El clímax la golpeó en oleadas, su cuerpo convulsionándose mientras llamaba su nombre, los dedos clavándose en sus hombros.
Él permaneció con ella durante cada réplica, su lengua gentil y calmante mientras ella lentamente volvía en sí.
Cuando finalmente abrió los ojos, él estaba allí sobre ella, la boca brillante, los ojos oscuros de satisfacción y renovado hambre.
Ella lo atrajo hacia abajo para besarlo, saboreándose a sí misma en sus labios.

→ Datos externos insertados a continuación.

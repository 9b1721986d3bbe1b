//! Capability modules and the registry they are installed into.
//!
//! Capabilities are listed in a static [`CATALOG`]; each entry's factory
//! receives the base request helper, the registry as built so far, and the
//! shared context. A factory may look up siblings installed before it, never
//! after: [`CapabilityRegistry::require`] turns a reverse dependency into a
//! [`CapabilityError::MissingSibling`] instead of resolving it.

mod delivery;
mod listen;
mod send;
mod token;
mod user;

use std::collections::HashMap;
use std::fmt;
use std::sync::Arc;

use async_trait::async_trait;
use serde_json::Value;
use tracing::debug;

pub use delivery::MarkAsDelivered;
pub use listen::ListenMqtt;
pub use send::SendMessage;
pub use token::RefreshToken;
pub use user::GetCurrentUserId;

use crate::context::SessionContext;
use crate::error::CapabilityError;
use crate::request::RequestHelper;

/// Canonical name of the listen capability.
pub const LISTEN: &str = "listenMqtt";
/// Legacy alias resolving to [`LISTEN`].
pub const LISTEN_ALIAS: &str = "listen";
/// Capability invoked by the periodic token refresh.
pub const REFRESH_TOKEN: &str = "refreshToken";

/// One feature bound to a logged-in session.
#[async_trait]
pub trait Capability: Send + Sync {
	fn name(&self) -> &'static str;

	async fn call(&self, args: Value) -> Result<Value, CapabilityError>;
}

/// Builds a capability from the helper, the partial registry, and the context.
pub type CapabilityFactory = fn(&RequestHelper, &CapabilityRegistry, &Arc<SessionContext>) -> Result<Arc<dyn Capability>, CapabilityError>;

/// A catalog entry.
#[derive(Clone, Copy)]
pub struct CapabilitySpec {
	pub name: &'static str,
	pub build: CapabilityFactory,
}

impl fmt::Debug for CapabilitySpec {
	fn fmt(&self, f: &mut fmt::Formatter<'_>) -> fmt::Result {
		f.debug_struct("CapabilitySpec").field("name", &self.name).finish_non_exhaustive()
	}
}

/// Every capability shipped with the crate, in installation order.
pub const CATALOG: &[CapabilitySpec] = &[
	CapabilitySpec {
		name: user::NAME,
		build: user::build,
	},
	CapabilitySpec {
		name: delivery::NAME,
		build: delivery::build,
	},
	CapabilitySpec {
		name: LISTEN,
		build: listen::build,
	},
	CapabilitySpec {
		name: REFRESH_TOKEN,
		build: token::build,
	},
	CapabilitySpec {
		name: send::NAME,
		build: send::build,
	},
];

/// Name → capability map for one session.
#[derive(Clone, Default)]
pub struct CapabilityRegistry {
	entries: HashMap<String, Arc<dyn Capability>>,
}

impl CapabilityRegistry {
	/// Installs `capability` under `name`. Names are unique.
	pub fn install(&mut self, name: &str, capability: Arc<dyn Capability>) -> Result<(), CapabilityError> {
		if self.entries.contains_key(name) {
			return Err(CapabilityError::Duplicate(name.to_string()));
		}
		self.entries.insert(name.to_string(), capability);
		Ok(())
	}

	/// Points `alias` at the same capability object as `canonical`.
	pub fn alias(&mut self, alias: &str, canonical: &str) -> Result<(), CapabilityError> {
		let target = self.get(canonical).ok_or_else(|| CapabilityError::Unknown(canonical.to_string()))?;
		self.install(alias, target)
	}

	pub fn get(&self, name: &str) -> Option<Arc<dyn Capability>> {
		self.entries.get(name).cloned()
	}

	/// Looks up a sibling that `capability` depends on.
	pub fn require(&self, capability: &'static str, sibling: &'static str) -> Result<Arc<dyn Capability>, CapabilityError> {
		self.get(sibling).ok_or(CapabilityError::MissingSibling { capability, sibling })
	}

	pub fn contains(&self, name: &str) -> bool {
		self.entries.contains_key(name)
	}

	/// Installed names, sorted.
	pub fn names(&self) -> Vec<&str> {
		let mut names: Vec<&str> = self.entries.keys().map(String::as_str).collect();
		names.sort_unstable();
		names
	}

	pub fn len(&self) -> usize {
		self.entries.len()
	}

	pub fn is_empty(&self) -> bool {
		self.entries.is_empty()
	}

	pub async fn call(&self, name: &str, args: Value) -> Result<Value, CapabilityError> {
		let capability = self.get(name).ok_or_else(|| CapabilityError::Unknown(name.to_string()))?;
		capability.call(args).await
	}
}

impl fmt::Debug for CapabilityRegistry {
	fn fmt(&self, f: &mut fmt::Formatter<'_>) -> fmt::Result {
		f.debug_struct("CapabilityRegistry").field("names", &self.names()).finish()
	}
}

/// Instantiates every catalog entry in order and installs the listen alias.
pub fn assemble_registry(catalog: &[CapabilitySpec], helper: &RequestHelper, ctx: &Arc<SessionContext>) -> Result<CapabilityRegistry, CapabilityError> {
	let mut registry = CapabilityRegistry::default();
	for spec in catalog {
		let capability = (spec.build)(helper, &registry, ctx)?;
		registry.install(spec.name, capability)?;
		debug!(target = "msgr.capability", name = spec.name, "capability installed");
	}

	if registry.contains(LISTEN) {
		registry.alias(LISTEN_ALIAS, LISTEN)?;
	}
	Ok(registry)
}

/// Reads a required string argument.
fn str_arg<'a>(capability: &'static str, args: &'a Value, key: &str) -> Result<&'a str, CapabilityError> {
	args.get(key)
		.and_then(Value::as_str)
		.filter(|s| !s.is_empty())
		.ok_or_else(|| CapabilityError::InvalidArgs {
			capability,
			reason: format!("'{key}' must be a non-empty string"),
		})
}

#[cfg(test)]
mod tests {
	use super::*;

	struct Named(&'static str);

	#[async_trait]
	impl Capability for Named {
		fn name(&self) -> &'static str {
			self.0
		}

		async fn call(&self, _args: Value) -> Result<Value, CapabilityError> {
			Ok(Value::from(self.0))
		}
	}

	#[test]
	fn duplicate_names_are_rejected() {
		let mut registry = CapabilityRegistry::default();
		registry.install("a", Arc::new(Named("a"))).unwrap();
		let err = registry.install("a", Arc::new(Named("a"))).unwrap_err();
		assert!(matches!(err, CapabilityError::Duplicate(name) if name == "a"));
	}

	#[test]
	fn alias_shares_the_same_object() {
		let mut registry = CapabilityRegistry::default();
		registry.install(LISTEN, Arc::new(Named(LISTEN))).unwrap();
		registry.alias(LISTEN_ALIAS, LISTEN).unwrap();
		let canonical = registry.get(LISTEN).unwrap();
		let alias = registry.get(LISTEN_ALIAS).unwrap();
		assert!(Arc::ptr_eq(&canonical, &alias));
		assert_eq!(registry.names(), [LISTEN_ALIAS, LISTEN]);
	}

	#[test]
	fn alias_of_unknown_capability_fails() {
		let mut registry = CapabilityRegistry::default();
		assert!(matches!(registry.alias("x", "missing"), Err(CapabilityError::Unknown(_))));
	}

	#[test]
	fn require_reports_missing_sibling() {
		let registry = CapabilityRegistry::default();
		let err = registry.require("listenMqtt", "markAsDelivered").err().unwrap();
		assert!(matches!(
			err,
			CapabilityError::MissingSibling {
				capability: "listenMqtt",
				sibling: "markAsDelivered"
			}
		));
	}

	#[test]
	fn catalog_names_are_unique() {
		let mut seen = std::collections::HashSet::new();
		for spec in CATALOG {
			assert!(seen.insert(spec.name), "duplicate catalog entry {}", spec.name);
		}
		assert!(!seen.contains(LISTEN_ALIAS));
	}

	#[tokio::test]
	async fn call_dispatches_by_name() {
		let mut registry = CapabilityRegistry::default();
		registry.install("echo", Arc::new(Named("echo"))).unwrap();
		assert_eq!(registry.call("echo", Value::Null).await.unwrap(), Value::from("echo"));
		assert!(matches!(registry.call("nope", Value::Null).await, Err(CapabilityError::Unknown(_))));
	}

	#[test]
	fn str_arg_rejects_missing_and_empty() {
		let args = serde_json::json!({"body": "", "threadID": "42"});
		assert_eq!(str_arg("sendMessage", &args, "threadID").unwrap(), "42");
		assert!(str_arg("sendMessage", &args, "body").is_err());
		assert!(str_arg("sendMessage", &args, "missing").is_err());
	}
}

—Me encanta cómo te abandonas ahora —susurró él contra su boca.
La instó a darse la vuelta, y después de solo un momento de vacilación, ella se movió hasta ponerse a cuatro patas, acomodándose en el colchón con respiraciones superficiales.
La mano de él recorrió la longitud de su columna antes de asentarse en sus caderas.
Una mano la agarró con firmeza mientras la otra se deslizaba entre sus piernas, encontrándola todavía cálida y lista.
La acarició a través de su humedad, circulando y provocando hasta que ella volvió a jadear.
Su otra mano recogió su cabello, torciéndolo suavemente entre sus dedos y tirando de su cabeza hacia atrás hasta que su columna se curvó hermosamente.
—Voy a disfrutar descubriendo todas las formas en que puedo tenerte —dijo.
Entonces entró en ella lentamente, centímetro a cuidadoso centímetro, y cuando estuvo completamente dentro, se mantuvo perfectamente quieto.
Ella jadeó por la abrumadora plenitud.
Él permaneció inmóvil, permitiendo que ambos se ajustaran, sintiendo su calor y estrechez rodeándolo.
Un profundo gemido retumbó en su pecho mientras el cuerpo de ella se contraía a su alrededor.
Luego se retiró y embistió hacia adelante con la fuerza suficiente para arrancarle un grito de la garganta.
Repitió el movimiento, una y otra vez, cada vez aumentando la velocidad e intensidad.
Sus manos se aferraron a las sábanas mientras él la tomaba desde atrás, una mano todavía enredada en su cabello, la otra sin abandonar nunca el sensible conjunto de nervios entre sus piernas.
Apenas podía sostenerse mientras los jadeos y gemidos escapaban de ella.
Él la penetraba con urgencia creciente, el sudor humedeciendo su piel, sus cuerpos creando un ritmo que era primitivo y perfecto.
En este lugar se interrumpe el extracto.